Mallender proved to be a good selection, bowling with controlled swing and pace and able to lure the Pakistan batsmen, unfamiliar with the conditions, into rash strokes. He returned 5 for 50 in the second innings and 8 for 122 in the match to help England square the series 1-1. He retained his place for the fifth Test at The Oval, where he opened the bowling, but took only two lower-order wickets in the match, which Pakistan won decisively. He was then not selected for the winter tour to Sri Lanka and India, and never played Test cricket again. He had a Test bowling average of 10 wickets at 21.50. Critics of the decision to drop him included Richie Benaud.

Mallender spent ten consecutive seasons (1983-84 to 1992-93) playing for Otago in New Zealand, for whom he became something of a local. He captained the side for two years (1990–91, 1991–92) and generally revelled in the New Zealand conditions, always featuring near the top of the bowling averages. He took over 250 first-class wickets, at a touch over 20 apiece, as well as scoring his only first-class century in 1991-92 against Central Districts. His efforts helped Otago (traditionally one of New Zealand domestic cricket’s bridesmaids) win the Shell Trophy twice during his stay. As a consequence Mallender was awarded the rare honour, to a foreigner, of a testimonial.

Always whole-hearted and sometimes inspired, he left Somerset after a richly deserved benefit season in 1994 to return to Northamptonshire.

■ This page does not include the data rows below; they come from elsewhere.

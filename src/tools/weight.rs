/// Tools for the body-weight log
///
/// Implements weight_add, weight_delete and weight_summary.

use serde::{Deserialize, Serialize};

use crate::domain::{parse_date, WeightId, WeightSummary, WeightTrend};
use crate::storage::KeyValueStore;
use crate::tools::ToolError;
use crate::tracker::HabitTracker;

const DEFAULT_RECENT: usize = 10;

#[derive(Debug, Deserialize)]
pub struct AddWeightParams {
    /// Weight in kg
    pub weight: f64,
    /// YYYY-MM-DD, defaults to today
    #[serde(default)]
    pub date: Option<String>,
}

#[derive(Debug, Deserialize)]
pub struct DeleteWeightParams {
    pub id: String,
}

#[derive(Debug, Default, Deserialize)]
pub struct WeightSummaryParams {
    /// How many recent entries to list
    #[serde(default)]
    pub limit: Option<usize>,
}

#[derive(Debug, Serialize)]
pub struct WeightChangeResponse {
    pub success: bool,
    pub id: String,
    pub message: String,
}

/// One listed entry with the change from the entry before it
#[derive(Debug, Serialize)]
pub struct WeightEntryView {
    pub id: String,
    pub date: String,
    pub weight: f64,
    pub diff: f64,
}

#[derive(Debug, Serialize)]
pub struct WeightSummaryResponse {
    pub summary: WeightSummary,
    pub recent: Vec<WeightEntryView>,
    pub message: String,
}

/// Log a weight measurement
pub fn add_weight<S: KeyValueStore>(
    tracker: &mut HabitTracker<S>,
    params: AddWeightParams,
) -> Result<WeightChangeResponse, ToolError> {
    let date = params.date.as_deref().map(parse_date).transpose()?;

    let entry = tracker.add_weight(params.weight, date).ok_or_else(|| {
        ToolError::Validation("Weight must be a positive number".to_string())
    })?;
    let summary = tracker.weights().summary();

    let mut message = format!(
        "⚖️ Logged {:.1} kg for {}",
        entry.weight,
        tracker.calendar().format_display(entry.date)
    );
    if summary.entries > 1 {
        message.push_str(&format!(" ({:+.1} kg since you started)", summary.change));
    }
    message.push_str(&format!("\nEntry ID: {}", entry.id));

    Ok(WeightChangeResponse {
        success: true,
        id: entry.id.to_string(),
        message,
    })
}

/// Remove a weight entry by id
///
/// Deleting an id that is not in the log succeeds without changing anything.
pub fn delete_weight<S: KeyValueStore>(
    tracker: &mut HabitTracker<S>,
    params: DeleteWeightParams,
) -> Result<WeightChangeResponse, ToolError> {
    let id = WeightId::from_string(params.id.trim())?;
    let message = if tracker.delete_weight(id) {
        "🗑️ Deleted weight entry".to_string()
    } else {
        format!("No weight entry {}, nothing to delete", id)
    };

    Ok(WeightChangeResponse {
        success: true,
        id: id.to_string(),
        message,
    })
}

/// Starting, current and recent weights
pub fn weight_summary<S: KeyValueStore>(
    tracker: &HabitTracker<S>,
    params: WeightSummaryParams,
) -> Result<WeightSummaryResponse, ToolError> {
    let book = tracker.weights();
    let summary = book.summary();
    let limit = params.limit.unwrap_or(DEFAULT_RECENT);

    let recent: Vec<WeightEntryView> = book
        .recent(limit)
        .map(|(entry, diff)| WeightEntryView {
            id: entry.id.to_string(),
            date: entry.date.to_string(),
            weight: entry.weight,
            diff,
        })
        .collect();

    let message = match (summary.starting, summary.current) {
        (Some(starting), Some(current)) => {
            let arrow = match summary.trend {
                WeightTrend::Up => "📈",
                WeightTrend::Down => "📉",
                WeightTrend::Flat => "➡️",
            };
            let lines = recent
                .iter()
                .map(|e| format!("{}  {:.1} kg ({:+.1})", e.date, e.weight, e.diff))
                .collect::<Vec<_>>()
                .join("\n");
            format!(
                "⚖️ **Weight** ({} entries)\nStarting: {:.1} kg | Current: {:.1} kg | Change: {} {:+.1} kg\n\n{}",
                summary.entries, starting, current, arrow, summary.change, lines
            )
        }
        _ => "No weight entries yet. Log your weight to start tracking your progress.".to_string(),
    };

    Ok(WeightSummaryResponse {
        summary,
        recent,
        message,
    })
}

#[cfg(test)]
mod tests {
    use super::*;
    use crate::domain::CivilCalendar;
    use crate::storage::MemoryStore;
    use crate::sync::NoSync;

    fn tracker() -> HabitTracker<MemoryStore> {
        let calendar = CivilCalendar::pinned_on(parse_date("2024-03-15").unwrap());
        HabitTracker::load(MemoryStore::new(), calendar, Box::new(NoSync))
    }

    fn add(tracker: &mut HabitTracker<MemoryStore>, weight: f64, date: &str) -> String {
        let params = AddWeightParams {
            weight,
            date: Some(date.to_string()),
        };
        add_weight(tracker, params).unwrap().id
    }

    #[test]
    fn test_rejects_non_positive_weight() {
        let mut tracker = tracker();
        for weight in [0.0, -70.0, f64::NAN] {
            let params = AddWeightParams { weight, date: None };
            assert!(add_weight(&mut tracker, params).is_err());
        }
        assert!(tracker.weights().is_empty());
    }

    #[test]
    fn test_summary_lists_newest_first_with_diffs() {
        let mut tracker = tracker();
        add(&mut tracker, 80.0, "2024-03-01");
        add(&mut tracker, 78.5, "2024-03-10");
        add(&mut tracker, 79.0, "2024-03-05");

        let response = weight_summary(&tracker, WeightSummaryParams::default()).unwrap();
        assert_eq!(response.summary.starting, Some(80.0));
        assert_eq!(response.summary.current, Some(78.5));
        assert_eq!(response.summary.trend, WeightTrend::Down);
        assert_eq!(response.recent[0].date, "2024-03-10");
        assert!((response.recent[0].diff + 0.5).abs() < 1e-9);
        assert_eq!(response.recent[2].diff, 0.0);
    }

    #[test]
    fn test_delete_weight() {
        let mut tracker = tracker();
        let id = add(&mut tracker, 80.0, "2024-03-01");

        let params = DeleteWeightParams { id: id.clone() };
        assert!(delete_weight(&mut tracker, params).is_ok());

        let again = DeleteWeightParams { id };
        let response = delete_weight(&mut tracker, again).unwrap();
        assert!(response.success);
        assert!(response.message.contains("nothing to delete"));
        assert!(tracker.weights().is_empty());

        let garbage = DeleteWeightParams {
            id: "not-a-uuid".to_string(),
        };
        assert!(matches!(
            delete_weight(&mut tracker, garbage),
            Err(ToolError::Domain(_))
        ));
    }
}
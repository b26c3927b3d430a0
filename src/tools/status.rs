/// Tools for streaks and progress overviews
///
/// Implements habit_status, dashboard and month_overview.

use chrono::{Datelike, NaiveDate};
use serde::{Deserialize, Serialize};

use crate::analytics::{Dashboard, MonthOverview};
use crate::domain::{Quote, StreakSummary};
use crate::storage::KeyValueStore;
use crate::tools::{require_habit, ToolError};
use crate::tracker::HabitTracker;

/// Parameters for checking habit status
#[derive(Debug, Default, Deserialize)]
pub struct StatusParams {
    /// If omitted, every habit in the catalog is reported
    #[serde(default)]
    pub habit_id: Option<String>,
}

/// Information about a single habit's status
#[derive(Debug, Serialize)]
pub struct HabitStatus {
    pub habit_id: String,
    pub name: String,
    pub current_streak: u32,
    pub best_streak: u32,
    pub weekly_rate: f64,
    pub monthly_rate: f64,
    pub last_completed: Option<String>,
    /// "on_track", "at_risk" or "new"
    pub status: String,
}

#[derive(Debug, Serialize)]
pub struct StatusResponse {
    pub habits: Vec<HabitStatus>,
    pub quote: Quote,
    pub message: String,
}

#[derive(Debug, Default, Deserialize)]
pub struct DashboardParams {}

#[derive(Debug, Serialize)]
pub struct DashboardResponse {
    pub dashboard: Dashboard,
    pub quote: Quote,
    pub message: String,
}

/// Month to show; both default to the current month
#[derive(Debug, Default, Deserialize)]
pub struct MonthOverviewParams {
    #[serde(default)]
    pub year: Option<i32>,
    /// 1 = January .. 12 = December
    #[serde(default)]
    pub month: Option<u32>,
}

#[derive(Debug, Serialize)]
pub struct MonthOverviewResponse {
    pub overview: MonthOverview,
    pub message: String,
}

fn habit_status(summary: &StreakSummary, name: &str, today: NaiveDate) -> HabitStatus {
    let status = if summary.last_completed.is_none() {
        "new"
    } else if summary.is_on_track(today) {
        "on_track"
    } else {
        "at_risk"
    };

    HabitStatus {
        habit_id: summary.habit_id.to_string(),
        name: name.to_string(),
        current_streak: summary.current_streak,
        best_streak: summary.best_streak,
        weekly_rate: summary.weekly_rate,
        monthly_rate: summary.monthly_rate,
        last_completed: summary.last_completed.map(|d| d.to_string()),
        status: status.to_string(),
    }
}

/// Streaks and completion rates for one habit or the whole catalog
pub fn get_habit_status<S: KeyValueStore>(
    tracker: &HabitTracker<S>,
    params: StatusParams,
) -> Result<StatusResponse, ToolError> {
    let stats = tracker.stats();
    let today = tracker.calendar().today();

    let habits: Vec<_> = match params.habit_id.as_deref() {
        Some(habit_id) => vec![require_habit(tracker.catalog(), habit_id)?],
        None => tracker.catalog().iter().collect(),
    };

    let mut lines = Vec::with_capacity(habits.len());
    let mut statuses = Vec::with_capacity(habits.len());
    for habit in habits {
        let summary = stats.streak_summary(&habit.id);
        lines.push(format!(
            "{} **{}**: 🔥 {} (best {}) | 7d {:.0}% | 30d {:.0}%\n   {}",
            habit.emoji,
            habit.name,
            summary.current_streak,
            summary.best_streak,
            summary.weekly_rate,
            summary.monthly_rate,
            summary.motivational_message()
        ));
        statuses.push(habit_status(&summary, &habit.name, today));
    }

    let quote = Quote::of_the_hour(tracker.calendar());
    let on_track = statuses.iter().filter(|s| s.status == "on_track").count();
    let message = if statuses.is_empty() {
        format!("No habits to report on yet.\n\n💬 {}", quote)
    } else {
        format!(
            "📊 **Habit Status** ({} of {} on track)\n\n{}\n\n💬 {}",
            on_track,
            statuses.len(),
            lines.join("\n"),
            quote
        )
    };

    Ok(StatusResponse {
        habits: statuses,
        quote,
        message,
    })
}

fn progress_bar(percent: f64) -> String {
    let filled = (percent / 10.0).round().clamp(0.0, 10.0) as usize;
    format!("{}{}", "█".repeat(filled), "░".repeat(10 - filled))
}

/// Today's progress, weekly trend and category breakdown
pub fn get_dashboard<S: KeyValueStore>(
    tracker: &HabitTracker<S>,
    _params: DashboardParams,
) -> Result<DashboardResponse, ToolError> {
    let dashboard = tracker.stats().dashboard(tracker.daily_goal());

    let week = dashboard
        .last_seven_days
        .iter()
        .map(|point| {
            format!(
                "{} {} {:.0}%",
                point.date.format("%a"),
                progress_bar(point.completion),
                point.completion
            )
        })
        .collect::<Vec<_>>()
        .join("\n");

    let categories = dashboard
        .categories
        .iter()
        .map(|c| format!("{}: {:.0}% ({} habits)", c.category.label(), c.rate, c.habits))
        .collect::<Vec<_>>()
        .join("\n");

    let goal_line = if dashboard.goal_met {
        format!(
            "🎯 Daily goal reached: {}/{} habits",
            dashboard.total_completed_today, dashboard.daily_goal
        )
    } else {
        format!(
            "🎯 Daily goal: {}/{} habits ({:.0}%)",
            dashboard.total_completed_today, dashboard.daily_goal, dashboard.goal_progress
        )
    };

    let quote = Quote::of_the_hour(tracker.calendar());
    let message = format!(
        "📈 **Dashboard** ({})\n\n\
         Today: {:.0}% complete\n{}\n\
         Weekly average: {:.0}%\n\
         Best current streak: {} days | Best ever: {} days\n\
         Active days: {}\n\n\
         **Last 7 days**\n{}\n\n\
         **Categories (7-day rate)**\n{}\n\n\
         💬 {}",
        dashboard.date,
        dashboard.today_completion,
        goal_line,
        dashboard.weekly_completion,
        dashboard.best_current_streak,
        dashboard.best_ever_streak,
        dashboard.active_days,
        week,
        categories,
        quote
    );

    Ok(DashboardResponse {
        dashboard,
        quote,
        message,
    })
}

/// Completion for every date of a month
pub fn get_month_overview<S: KeyValueStore>(
    tracker: &HabitTracker<S>,
    params: MonthOverviewParams,
) -> Result<MonthOverviewResponse, ToolError> {
    let today = tracker.calendar().today();
    let year = params.year.unwrap_or_else(|| today.year());
    let month = params.month.unwrap_or_else(|| today.month());
    if !(1..=12).contains(&month) {
        return Err(ToolError::Validation(format!(
            "Month must be between 1 and 12, got {}",
            month
        )));
    }

    let overview = tracker.stats().month_overview(year, month - 1);

    let mut grid = String::from("Su Mo Tu We Th Fr Sa\n");
    let mut column = overview.leading_blanks;
    grid.push_str(&"   ".repeat(column as usize));
    for point in &overview.days {
        let cell = match point.completion {
            c if c >= 100.0 => "██",
            c if c >= 50.0 => "▓▓",
            c if c > 0.0 => "░░",
            _ => "··",
        };
        grid.push_str(cell);
        column += 1;
        if column % 7 == 0 {
            grid.push('\n');
        } else {
            grid.push(' ');
        }
    }

    let active = overview.days.iter().filter(|d| d.completion > 0.0).count();
    let perfect = overview.days.iter().filter(|d| d.completion >= 100.0).count();
    let message = format!(
        "🗓️ **{}-{:02}**: {} active days, {} perfect days\n\n{}",
        overview.year,
        overview.month,
        active,
        perfect,
        grid.trim_end()
    );

    Ok(MonthOverviewResponse { overview, message })
}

But the length of time between injuries became ever shorter, and the body could clearly take no more. He called it a day in 1996 with 937 first-class wickets, and nearly 5,000 runs.

==Umpiring career==
He later became an international umpire, officiating in three Tests in 2003-4, and twenty two ODIs between 2001 and 2003. He was appointed to the Elite Panel of ICC Umpires in 2004, but chose to turn down the appointment due to family reasons.